Material provided Start Marker

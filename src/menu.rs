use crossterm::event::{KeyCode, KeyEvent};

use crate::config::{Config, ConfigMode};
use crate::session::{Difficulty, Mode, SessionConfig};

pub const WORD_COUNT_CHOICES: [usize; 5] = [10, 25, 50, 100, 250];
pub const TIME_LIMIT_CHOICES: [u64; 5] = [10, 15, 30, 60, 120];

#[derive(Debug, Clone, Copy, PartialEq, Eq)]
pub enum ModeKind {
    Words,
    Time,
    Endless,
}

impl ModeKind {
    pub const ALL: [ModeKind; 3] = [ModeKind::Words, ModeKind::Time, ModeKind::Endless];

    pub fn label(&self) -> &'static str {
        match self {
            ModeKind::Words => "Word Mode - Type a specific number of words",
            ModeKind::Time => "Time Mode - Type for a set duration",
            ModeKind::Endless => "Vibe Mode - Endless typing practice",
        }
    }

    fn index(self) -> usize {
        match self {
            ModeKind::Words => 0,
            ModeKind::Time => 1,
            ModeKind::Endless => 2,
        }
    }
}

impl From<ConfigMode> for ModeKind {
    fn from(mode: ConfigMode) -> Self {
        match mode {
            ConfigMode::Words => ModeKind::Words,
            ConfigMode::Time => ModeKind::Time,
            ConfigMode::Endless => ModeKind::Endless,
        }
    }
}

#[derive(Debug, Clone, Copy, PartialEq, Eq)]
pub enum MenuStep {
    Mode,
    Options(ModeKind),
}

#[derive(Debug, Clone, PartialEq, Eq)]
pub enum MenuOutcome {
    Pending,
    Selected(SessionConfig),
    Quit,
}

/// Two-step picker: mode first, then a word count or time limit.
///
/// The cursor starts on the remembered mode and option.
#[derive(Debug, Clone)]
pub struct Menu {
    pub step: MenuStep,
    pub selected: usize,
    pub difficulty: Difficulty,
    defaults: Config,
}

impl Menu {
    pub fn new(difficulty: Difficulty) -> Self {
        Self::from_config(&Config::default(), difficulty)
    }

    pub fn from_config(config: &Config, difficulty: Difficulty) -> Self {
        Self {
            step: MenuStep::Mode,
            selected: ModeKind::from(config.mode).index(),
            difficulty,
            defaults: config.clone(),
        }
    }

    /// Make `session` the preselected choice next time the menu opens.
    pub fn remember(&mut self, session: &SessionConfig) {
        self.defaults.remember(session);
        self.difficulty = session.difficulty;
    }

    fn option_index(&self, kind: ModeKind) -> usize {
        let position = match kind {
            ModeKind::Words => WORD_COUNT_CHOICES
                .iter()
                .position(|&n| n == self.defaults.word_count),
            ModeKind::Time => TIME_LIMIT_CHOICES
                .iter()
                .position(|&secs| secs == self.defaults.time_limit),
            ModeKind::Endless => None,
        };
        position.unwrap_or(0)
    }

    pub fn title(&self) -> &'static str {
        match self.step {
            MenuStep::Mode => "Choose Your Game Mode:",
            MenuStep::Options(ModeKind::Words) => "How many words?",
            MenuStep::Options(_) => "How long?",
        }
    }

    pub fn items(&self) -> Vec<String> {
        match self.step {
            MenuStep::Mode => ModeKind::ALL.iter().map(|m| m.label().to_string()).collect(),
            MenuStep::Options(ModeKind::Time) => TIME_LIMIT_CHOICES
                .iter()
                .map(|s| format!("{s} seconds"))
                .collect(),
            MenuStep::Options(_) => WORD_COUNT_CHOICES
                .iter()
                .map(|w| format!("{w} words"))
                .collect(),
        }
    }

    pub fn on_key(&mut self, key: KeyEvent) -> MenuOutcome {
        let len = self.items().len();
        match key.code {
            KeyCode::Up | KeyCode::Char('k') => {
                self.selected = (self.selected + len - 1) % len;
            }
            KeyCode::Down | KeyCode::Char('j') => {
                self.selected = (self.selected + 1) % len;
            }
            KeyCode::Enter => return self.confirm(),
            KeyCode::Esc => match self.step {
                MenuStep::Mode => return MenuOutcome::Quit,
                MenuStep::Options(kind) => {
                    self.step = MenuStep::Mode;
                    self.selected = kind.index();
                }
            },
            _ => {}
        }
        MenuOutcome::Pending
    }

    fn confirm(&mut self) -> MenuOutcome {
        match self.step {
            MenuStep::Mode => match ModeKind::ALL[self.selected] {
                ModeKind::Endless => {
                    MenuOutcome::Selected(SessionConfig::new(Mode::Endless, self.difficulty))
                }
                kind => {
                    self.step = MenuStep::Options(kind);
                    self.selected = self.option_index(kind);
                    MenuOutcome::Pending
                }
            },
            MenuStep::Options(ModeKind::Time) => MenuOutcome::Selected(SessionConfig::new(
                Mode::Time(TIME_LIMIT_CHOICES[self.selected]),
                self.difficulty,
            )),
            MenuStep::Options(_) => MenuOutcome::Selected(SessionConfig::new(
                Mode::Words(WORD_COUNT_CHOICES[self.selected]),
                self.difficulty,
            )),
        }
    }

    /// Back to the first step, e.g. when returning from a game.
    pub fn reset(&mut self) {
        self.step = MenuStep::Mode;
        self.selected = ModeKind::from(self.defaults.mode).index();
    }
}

Material provided End Marker
Material provided Start Marker

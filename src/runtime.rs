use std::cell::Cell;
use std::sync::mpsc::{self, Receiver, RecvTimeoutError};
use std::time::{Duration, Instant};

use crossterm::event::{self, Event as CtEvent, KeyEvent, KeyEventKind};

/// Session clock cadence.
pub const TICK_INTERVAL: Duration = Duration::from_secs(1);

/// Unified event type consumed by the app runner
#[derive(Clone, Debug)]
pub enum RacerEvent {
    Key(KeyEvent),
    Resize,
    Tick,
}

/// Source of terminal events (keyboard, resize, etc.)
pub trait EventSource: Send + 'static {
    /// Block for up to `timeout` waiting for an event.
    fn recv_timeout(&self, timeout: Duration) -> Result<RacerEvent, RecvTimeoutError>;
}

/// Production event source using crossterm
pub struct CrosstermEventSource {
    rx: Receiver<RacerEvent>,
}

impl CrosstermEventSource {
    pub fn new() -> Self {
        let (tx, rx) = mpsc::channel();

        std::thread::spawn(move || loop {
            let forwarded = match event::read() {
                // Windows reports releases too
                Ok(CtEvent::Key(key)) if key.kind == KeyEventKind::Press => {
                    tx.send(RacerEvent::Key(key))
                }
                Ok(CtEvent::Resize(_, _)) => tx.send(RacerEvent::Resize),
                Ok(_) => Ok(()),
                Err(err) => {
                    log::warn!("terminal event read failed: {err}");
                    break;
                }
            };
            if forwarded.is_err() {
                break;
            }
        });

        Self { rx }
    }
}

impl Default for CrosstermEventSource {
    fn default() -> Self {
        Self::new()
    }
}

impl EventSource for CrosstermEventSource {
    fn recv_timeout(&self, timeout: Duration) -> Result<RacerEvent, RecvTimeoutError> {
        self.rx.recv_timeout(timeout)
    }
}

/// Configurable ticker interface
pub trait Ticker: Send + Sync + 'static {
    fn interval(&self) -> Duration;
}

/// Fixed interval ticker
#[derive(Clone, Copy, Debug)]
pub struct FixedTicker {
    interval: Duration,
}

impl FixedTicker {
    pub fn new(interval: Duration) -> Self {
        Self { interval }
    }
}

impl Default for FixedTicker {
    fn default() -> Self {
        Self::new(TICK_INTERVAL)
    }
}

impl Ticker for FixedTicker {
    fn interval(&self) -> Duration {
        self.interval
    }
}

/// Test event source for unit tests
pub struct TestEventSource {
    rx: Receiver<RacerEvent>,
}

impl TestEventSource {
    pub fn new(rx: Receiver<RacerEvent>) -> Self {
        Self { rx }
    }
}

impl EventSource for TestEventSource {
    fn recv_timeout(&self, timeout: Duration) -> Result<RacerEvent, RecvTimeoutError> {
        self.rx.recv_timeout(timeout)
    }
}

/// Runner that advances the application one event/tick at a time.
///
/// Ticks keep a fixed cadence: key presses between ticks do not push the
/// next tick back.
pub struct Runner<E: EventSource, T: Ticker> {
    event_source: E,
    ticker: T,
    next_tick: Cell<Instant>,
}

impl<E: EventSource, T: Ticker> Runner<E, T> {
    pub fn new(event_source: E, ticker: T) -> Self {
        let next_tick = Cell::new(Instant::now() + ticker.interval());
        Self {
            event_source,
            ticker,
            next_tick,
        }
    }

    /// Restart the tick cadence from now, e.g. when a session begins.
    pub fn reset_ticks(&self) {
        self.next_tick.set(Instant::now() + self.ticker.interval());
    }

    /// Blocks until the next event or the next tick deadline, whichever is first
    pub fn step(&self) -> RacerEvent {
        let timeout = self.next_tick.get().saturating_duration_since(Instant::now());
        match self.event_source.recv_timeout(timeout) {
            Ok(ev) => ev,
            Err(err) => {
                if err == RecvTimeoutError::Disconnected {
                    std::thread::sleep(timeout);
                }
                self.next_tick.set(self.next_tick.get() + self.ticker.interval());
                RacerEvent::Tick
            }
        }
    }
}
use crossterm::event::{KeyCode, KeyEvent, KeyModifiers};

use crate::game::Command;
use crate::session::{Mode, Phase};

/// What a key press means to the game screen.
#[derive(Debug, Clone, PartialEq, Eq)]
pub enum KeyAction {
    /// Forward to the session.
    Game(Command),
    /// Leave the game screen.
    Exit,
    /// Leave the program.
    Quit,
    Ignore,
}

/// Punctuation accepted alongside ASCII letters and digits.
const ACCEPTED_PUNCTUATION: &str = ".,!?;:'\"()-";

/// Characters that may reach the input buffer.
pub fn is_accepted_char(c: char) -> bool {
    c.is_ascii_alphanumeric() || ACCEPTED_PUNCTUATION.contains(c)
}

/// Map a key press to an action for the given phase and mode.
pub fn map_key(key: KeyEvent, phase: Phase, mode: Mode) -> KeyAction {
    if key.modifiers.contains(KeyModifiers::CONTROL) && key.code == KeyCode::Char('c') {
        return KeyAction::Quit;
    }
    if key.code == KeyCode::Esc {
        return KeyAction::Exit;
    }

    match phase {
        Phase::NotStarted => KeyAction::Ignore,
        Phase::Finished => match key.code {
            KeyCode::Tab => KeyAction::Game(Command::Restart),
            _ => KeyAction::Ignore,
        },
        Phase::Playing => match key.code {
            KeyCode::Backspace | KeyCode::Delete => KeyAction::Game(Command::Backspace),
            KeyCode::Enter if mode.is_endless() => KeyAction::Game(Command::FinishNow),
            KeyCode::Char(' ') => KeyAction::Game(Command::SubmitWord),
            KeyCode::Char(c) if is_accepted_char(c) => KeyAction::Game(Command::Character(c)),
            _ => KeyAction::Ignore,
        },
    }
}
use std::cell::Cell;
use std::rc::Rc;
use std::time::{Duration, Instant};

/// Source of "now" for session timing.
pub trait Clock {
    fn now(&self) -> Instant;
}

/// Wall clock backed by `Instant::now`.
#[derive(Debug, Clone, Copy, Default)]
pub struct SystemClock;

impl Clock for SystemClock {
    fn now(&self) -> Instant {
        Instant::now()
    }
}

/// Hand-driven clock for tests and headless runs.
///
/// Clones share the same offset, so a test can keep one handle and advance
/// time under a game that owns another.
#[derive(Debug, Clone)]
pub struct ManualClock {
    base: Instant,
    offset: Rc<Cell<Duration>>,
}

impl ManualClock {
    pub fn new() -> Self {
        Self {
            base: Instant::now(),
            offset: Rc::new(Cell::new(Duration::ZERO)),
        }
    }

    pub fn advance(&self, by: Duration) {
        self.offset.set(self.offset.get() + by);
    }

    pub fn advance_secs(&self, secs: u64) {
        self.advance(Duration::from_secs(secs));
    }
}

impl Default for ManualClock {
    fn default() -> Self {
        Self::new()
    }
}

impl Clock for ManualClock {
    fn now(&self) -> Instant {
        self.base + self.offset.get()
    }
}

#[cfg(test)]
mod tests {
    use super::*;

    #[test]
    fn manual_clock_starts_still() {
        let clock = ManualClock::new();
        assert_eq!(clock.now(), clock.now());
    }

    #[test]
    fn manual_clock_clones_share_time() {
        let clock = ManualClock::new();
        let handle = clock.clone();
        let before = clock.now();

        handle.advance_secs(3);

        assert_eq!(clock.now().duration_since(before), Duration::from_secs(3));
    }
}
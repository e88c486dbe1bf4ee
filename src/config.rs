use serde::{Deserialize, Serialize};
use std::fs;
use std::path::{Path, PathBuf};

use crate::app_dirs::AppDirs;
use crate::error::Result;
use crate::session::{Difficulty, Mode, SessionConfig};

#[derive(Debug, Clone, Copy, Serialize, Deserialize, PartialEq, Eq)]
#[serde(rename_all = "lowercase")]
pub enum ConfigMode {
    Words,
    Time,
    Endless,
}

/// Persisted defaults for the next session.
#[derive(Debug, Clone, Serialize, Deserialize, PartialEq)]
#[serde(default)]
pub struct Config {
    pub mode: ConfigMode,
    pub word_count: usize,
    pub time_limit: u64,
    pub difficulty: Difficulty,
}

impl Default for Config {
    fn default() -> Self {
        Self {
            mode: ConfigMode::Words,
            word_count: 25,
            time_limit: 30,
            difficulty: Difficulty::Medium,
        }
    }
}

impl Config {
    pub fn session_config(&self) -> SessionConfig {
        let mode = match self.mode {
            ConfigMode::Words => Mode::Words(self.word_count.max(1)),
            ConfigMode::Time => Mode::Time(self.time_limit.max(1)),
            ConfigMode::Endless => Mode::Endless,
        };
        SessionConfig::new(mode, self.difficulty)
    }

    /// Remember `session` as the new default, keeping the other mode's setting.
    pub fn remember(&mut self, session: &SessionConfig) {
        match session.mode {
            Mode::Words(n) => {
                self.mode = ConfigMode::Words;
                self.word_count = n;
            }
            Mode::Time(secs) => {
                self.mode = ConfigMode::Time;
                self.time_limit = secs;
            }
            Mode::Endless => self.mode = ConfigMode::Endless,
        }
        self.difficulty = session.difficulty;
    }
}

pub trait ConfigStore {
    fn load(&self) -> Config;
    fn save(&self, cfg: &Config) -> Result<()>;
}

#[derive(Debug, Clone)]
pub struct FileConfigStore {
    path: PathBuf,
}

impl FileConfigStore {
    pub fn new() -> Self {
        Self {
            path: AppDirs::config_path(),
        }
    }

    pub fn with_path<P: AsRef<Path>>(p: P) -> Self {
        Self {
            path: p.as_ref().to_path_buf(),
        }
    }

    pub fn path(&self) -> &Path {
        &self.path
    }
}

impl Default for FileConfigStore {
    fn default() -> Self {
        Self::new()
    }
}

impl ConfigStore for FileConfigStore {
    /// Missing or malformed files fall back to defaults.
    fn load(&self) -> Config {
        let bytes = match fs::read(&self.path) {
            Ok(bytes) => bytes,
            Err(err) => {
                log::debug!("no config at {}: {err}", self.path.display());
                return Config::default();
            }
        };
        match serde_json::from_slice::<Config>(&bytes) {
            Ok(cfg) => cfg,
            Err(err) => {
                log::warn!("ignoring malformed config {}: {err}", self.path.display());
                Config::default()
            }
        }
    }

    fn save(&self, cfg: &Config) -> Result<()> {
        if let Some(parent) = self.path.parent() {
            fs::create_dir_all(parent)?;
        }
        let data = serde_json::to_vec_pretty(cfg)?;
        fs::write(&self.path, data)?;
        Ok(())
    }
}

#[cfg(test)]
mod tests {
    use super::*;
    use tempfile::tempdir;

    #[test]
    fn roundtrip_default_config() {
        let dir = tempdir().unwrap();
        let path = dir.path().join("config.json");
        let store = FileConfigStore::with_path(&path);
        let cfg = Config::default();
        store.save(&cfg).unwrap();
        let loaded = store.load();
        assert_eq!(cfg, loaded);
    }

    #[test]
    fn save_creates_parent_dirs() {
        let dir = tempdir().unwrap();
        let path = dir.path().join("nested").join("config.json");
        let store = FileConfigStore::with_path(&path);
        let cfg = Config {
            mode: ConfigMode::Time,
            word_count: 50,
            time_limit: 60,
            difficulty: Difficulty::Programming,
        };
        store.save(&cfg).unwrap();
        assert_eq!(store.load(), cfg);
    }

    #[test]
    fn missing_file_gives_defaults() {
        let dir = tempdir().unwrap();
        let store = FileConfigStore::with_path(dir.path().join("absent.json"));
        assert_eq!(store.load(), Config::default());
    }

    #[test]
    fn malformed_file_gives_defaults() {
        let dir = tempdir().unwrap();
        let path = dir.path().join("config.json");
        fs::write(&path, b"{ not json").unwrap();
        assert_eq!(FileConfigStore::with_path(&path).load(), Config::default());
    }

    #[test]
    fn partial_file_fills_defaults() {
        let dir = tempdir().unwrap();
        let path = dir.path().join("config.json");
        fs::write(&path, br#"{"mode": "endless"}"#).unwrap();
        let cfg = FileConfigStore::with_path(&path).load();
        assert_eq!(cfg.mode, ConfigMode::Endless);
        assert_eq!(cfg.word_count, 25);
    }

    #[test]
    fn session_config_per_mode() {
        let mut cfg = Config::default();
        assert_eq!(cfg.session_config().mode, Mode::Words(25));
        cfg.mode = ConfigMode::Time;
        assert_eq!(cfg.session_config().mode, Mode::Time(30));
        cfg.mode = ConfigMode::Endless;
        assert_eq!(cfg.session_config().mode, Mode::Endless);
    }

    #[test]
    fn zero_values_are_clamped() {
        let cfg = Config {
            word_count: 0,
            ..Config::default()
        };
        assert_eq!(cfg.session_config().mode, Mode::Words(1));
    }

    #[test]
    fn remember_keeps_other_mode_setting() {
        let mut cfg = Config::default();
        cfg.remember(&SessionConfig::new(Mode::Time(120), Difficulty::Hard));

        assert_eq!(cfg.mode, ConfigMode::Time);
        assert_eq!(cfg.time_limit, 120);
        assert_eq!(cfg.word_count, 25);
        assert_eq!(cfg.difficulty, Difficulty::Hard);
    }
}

Material provided End Marker
Material provided Start Marker

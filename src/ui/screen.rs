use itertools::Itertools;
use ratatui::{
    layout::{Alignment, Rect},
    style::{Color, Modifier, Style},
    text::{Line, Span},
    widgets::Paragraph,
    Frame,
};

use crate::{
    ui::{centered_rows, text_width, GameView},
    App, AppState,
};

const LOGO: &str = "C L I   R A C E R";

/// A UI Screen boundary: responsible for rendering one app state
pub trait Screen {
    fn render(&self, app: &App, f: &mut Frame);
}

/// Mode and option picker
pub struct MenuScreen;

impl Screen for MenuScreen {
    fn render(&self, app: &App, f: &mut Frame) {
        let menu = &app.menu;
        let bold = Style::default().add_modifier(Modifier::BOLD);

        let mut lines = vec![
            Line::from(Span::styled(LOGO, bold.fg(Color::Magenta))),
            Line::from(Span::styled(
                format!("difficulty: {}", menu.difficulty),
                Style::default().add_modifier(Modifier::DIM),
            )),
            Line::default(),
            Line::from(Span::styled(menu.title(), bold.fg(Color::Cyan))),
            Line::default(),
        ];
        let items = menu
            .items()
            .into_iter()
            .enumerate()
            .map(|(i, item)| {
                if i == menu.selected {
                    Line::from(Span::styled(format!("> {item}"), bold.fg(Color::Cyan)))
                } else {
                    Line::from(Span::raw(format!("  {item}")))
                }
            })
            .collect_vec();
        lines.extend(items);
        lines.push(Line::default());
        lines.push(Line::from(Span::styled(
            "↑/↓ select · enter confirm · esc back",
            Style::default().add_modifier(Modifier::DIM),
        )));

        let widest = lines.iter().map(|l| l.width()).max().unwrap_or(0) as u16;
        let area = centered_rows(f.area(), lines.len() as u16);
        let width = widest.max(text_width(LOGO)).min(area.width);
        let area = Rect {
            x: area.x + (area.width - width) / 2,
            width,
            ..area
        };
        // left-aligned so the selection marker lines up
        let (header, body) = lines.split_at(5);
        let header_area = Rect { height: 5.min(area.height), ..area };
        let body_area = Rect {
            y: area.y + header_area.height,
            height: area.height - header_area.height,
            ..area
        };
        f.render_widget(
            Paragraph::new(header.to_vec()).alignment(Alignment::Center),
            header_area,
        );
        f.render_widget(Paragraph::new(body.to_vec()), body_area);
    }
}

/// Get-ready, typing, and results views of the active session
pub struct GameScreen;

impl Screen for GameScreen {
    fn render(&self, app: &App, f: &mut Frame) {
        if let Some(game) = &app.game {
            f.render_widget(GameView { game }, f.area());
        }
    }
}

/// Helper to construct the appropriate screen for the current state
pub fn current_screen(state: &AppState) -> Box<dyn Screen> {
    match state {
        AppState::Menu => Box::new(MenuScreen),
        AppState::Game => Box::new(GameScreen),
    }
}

Material provided End Marker

Task item >> Which of the lines in the data contain the string "Copy"? Return each one.

Exercise response >>
#[derive(Debug, Clone, Copy, PartialEq, Eq)]
#[derive(Debug, Clone, Copy, PartialEq, Eq)]
#[derive(Clone, Copy, Debug)]
#[derive(Debug, Clone, Copy, Default)]
#[derive(Debug, Clone, Copy, Serialize, Deserialize, PartialEq, Eq)]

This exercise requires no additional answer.